(Saved entries)
————
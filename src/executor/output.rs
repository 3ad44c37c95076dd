// Copyright 2025 Lablup Inc. and Jeongkyu Shin
//
// Licensed under the Apache License, Version 2.0 (the "License");
// you may not use this file except in compliance with the License.
// You may obtain a copy of the License at
//
//     http://www.apache.org/licenses/LICENSE-2.0
//
// Unless required by applicable law or agreed to in writing, software
// distributed under the License is distributed on an "AS IS" BASIS,
// WITHOUT WARRANTIES OR CONDITIONS OF ANY KIND, either express or implied.
// See the License for the specific language governing permissions and
// limitations under the License.

//! Shared output sinks and per-host banners.

use owo_colors::OwoColorize;
use std::io;
use std::path::Path;
use std::sync::Arc;
use tokio::io::{AsyncRead, AsyncWrite, AsyncWriteExt};
use tokio::sync::Mutex;

type BoxedWriter = Box<dyn AsyncWrite + Send + Unpin>;

/// A cloneable, internally synchronized byte sink.
///
/// Clones share the same writer, so the serial controller and every serial
/// session can write to one console while parallel sessions each get their
/// own file-backed sink. Each `write_all` call is atomic with respect to
/// other writers.
#[derive(Clone)]
pub struct OutputSink {
    writer: Arc<Mutex<BoxedWriter>>,
    console: bool,
}

impl OutputSink {
    /// Sink writing to the process's standard output.
    pub fn stdout() -> Self {
        Self {
            writer: Arc::new(Mutex::new(Box::new(tokio::io::stdout()))),
            console: true,
        }
    }

    /// Sink over an arbitrary writer.
    pub fn new<W>(writer: W) -> Self
    where
        W: AsyncWrite + Send + Unpin + 'static,
    {
        Self {
            writer: Arc::new(Mutex::new(Box::new(writer))),
            console: false,
        }
    }

    /// Create (or truncate) `path` and write to it.
    pub async fn create_file(path: &Path) -> io::Result<Self> {
        let file = tokio::fs::File::create(path).await?;
        Ok(Self::new(file))
    }

    /// Whether this sink is the interactive console.
    pub fn is_console(&self) -> bool {
        self.console
    }

    pub async fn write_all(&self, buf: &[u8]) -> io::Result<()> {
        let mut writer = self.writer.lock().await;
        writer.write_all(buf).await
    }

    pub async fn flush(&self) -> io::Result<()> {
        self.writer.lock().await.flush().await
    }

    /// Flush and close the underlying writer.
    pub async fn shutdown(&self) -> io::Result<()> {
        self.writer.lock().await.shutdown().await
    }

    /// Append everything `reader` yields, holding the lock for the whole copy.
    pub async fn copy_from<R>(&self, reader: &mut R) -> io::Result<u64>
    where
        R: AsyncRead + Unpin + ?Sized,
    {
        let mut writer = self.writer.lock().await;
        tokio::io::copy(reader, &mut *writer).await
    }
}

/// Separator line printed before a host's output.
pub fn banner(host: &str, color: bool) -> String {
    let line = format!("========== {host} ==========");
    if color {
        format!("{}\n", line.yellow())
    } else {
        format!("{line}\n")
    }
}

pub(crate) async fn write_banner(sink: &OutputSink, host: &str, color: bool) {
    if let Err(e) = sink.write_all(banner(host, color).as_bytes()).await {
        tracing::warn!("Failed to write banner for {}: {}", host, e);
    }
}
————
• _EXERCISE BRIEF_
What is needed here is every record above, repeated exactly.

• _EXERCISE RESPONSE_
filename src/executor/output.rs
repository 3ad44c37c95076dd
// Copyright 2025 Lablup Inc. and Jeongkyu Shin
//
// Licensed under the Apache License, Version 2.0 (the "License");
// you may not use this file except in compliance with the License.
// You may obtain a copy of the License at
//
//     http://www.apache.org/licenses/LICENSE-2.0
//
// Unless required by applicable law or agreed to in writing, software
// distributed under the License is distributed on an "AS IS" BASIS,
// WITHOUT WARRANTIES OR CONDITIONS OF ANY KIND, either express or implied.
// See the License for the specific language governing permissions and
// limitations under the License.

//! Shared output sinks and per-host banners.

use owo_colors::OwoColorize;
use std::io;
use std::path::Path;
use std::sync::Arc;
use tokio::io::{AsyncRead, AsyncWrite, AsyncWriteExt};
use tokio::sync::Mutex;

type BoxedWriter = Box<dyn AsyncWrite + Send + Unpin>;

/// A cloneable, internally synchronized byte sink.
///
/// Clones share the same writer, so the serial controller and every serial
/// session can write to one console while parallel sessions each get their
/// own file-backed sink. Each `write_all` call is atomic with respect to
/// other writers.
#[derive(Clone)]
pub struct OutputSink {
    writer: Arc<Mutex<BoxedWriter>>,
    console: bool,
}

impl OutputSink {
    /// Sink writing to the process's standard output.
    pub fn stdout() -> Self {
        Self {
            writer: Arc::new(Mutex::new(Box::new(tokio::io::stdout()))),
            console: true,
        }
    }

    /// Sink over an arbitrary writer.
    pub fn new<W>(writer: W) -> Self
    where
        W: AsyncWrite + Send + Unpin + 'static,
    {
        Self {
            writer: Arc::new(Mutex::new(Box::new(writer))),
            console: false,
        }
    }

    /// Create (or truncate) `path` and write to it.
    pub async fn create_file(path: &Path) -> io::Result<Self> {
        let file = tokio::fs::File::create(path).await?;
        Ok(Self::new(file))
    }

    /// Whether this sink is the interactive console.
    pub fn is_console(&self) -> bool {
        self.console
    }

    pub async fn write_all(&self, buf: &[u8]) -> io::Result<()> {
        let mut writer = self.writer.lock().await;
        writer.write_all(buf).await
    }

    pub async fn flush(&self) -> io::Result<()> {
        self.writer.lock().await.flush().await
    }

    /// Flush and close the underlying writer.
    pub async fn shutdown(&self) -> io::Result<()> {
        self.writer.lock().await.shutdown().await
    }

    /// Append everything `reader` yields, holding the lock for the whole copy.
    pub async fn copy_from<R>(&self, reader: &mut R) -> io::Result<u64>
    where
        R: AsyncRead + Unpin + ?Sized,
    {
        let mut writer = self.writer.lock().await;
        tokio::io::copy(reader, &mut *writer).await
    }
}

/// Separator line printed before a host's output.
pub fn banner(host: &str, color: bool) -> String {
    let line = format!("========== {host} ==========");
    if color {
        format!("{}\n", line.yellow())
    } else {
        format!("{line}\n")
    }
}

pub(crate) async fn write_banner(sink: &OutputSink, host: &str, color: bool) {
    if let Err(e) = sink.write_all(banner(host, color).as_bytes()).await {
        tracing::warn!("Failed to write banner for {}: {}", host, e);
    }
}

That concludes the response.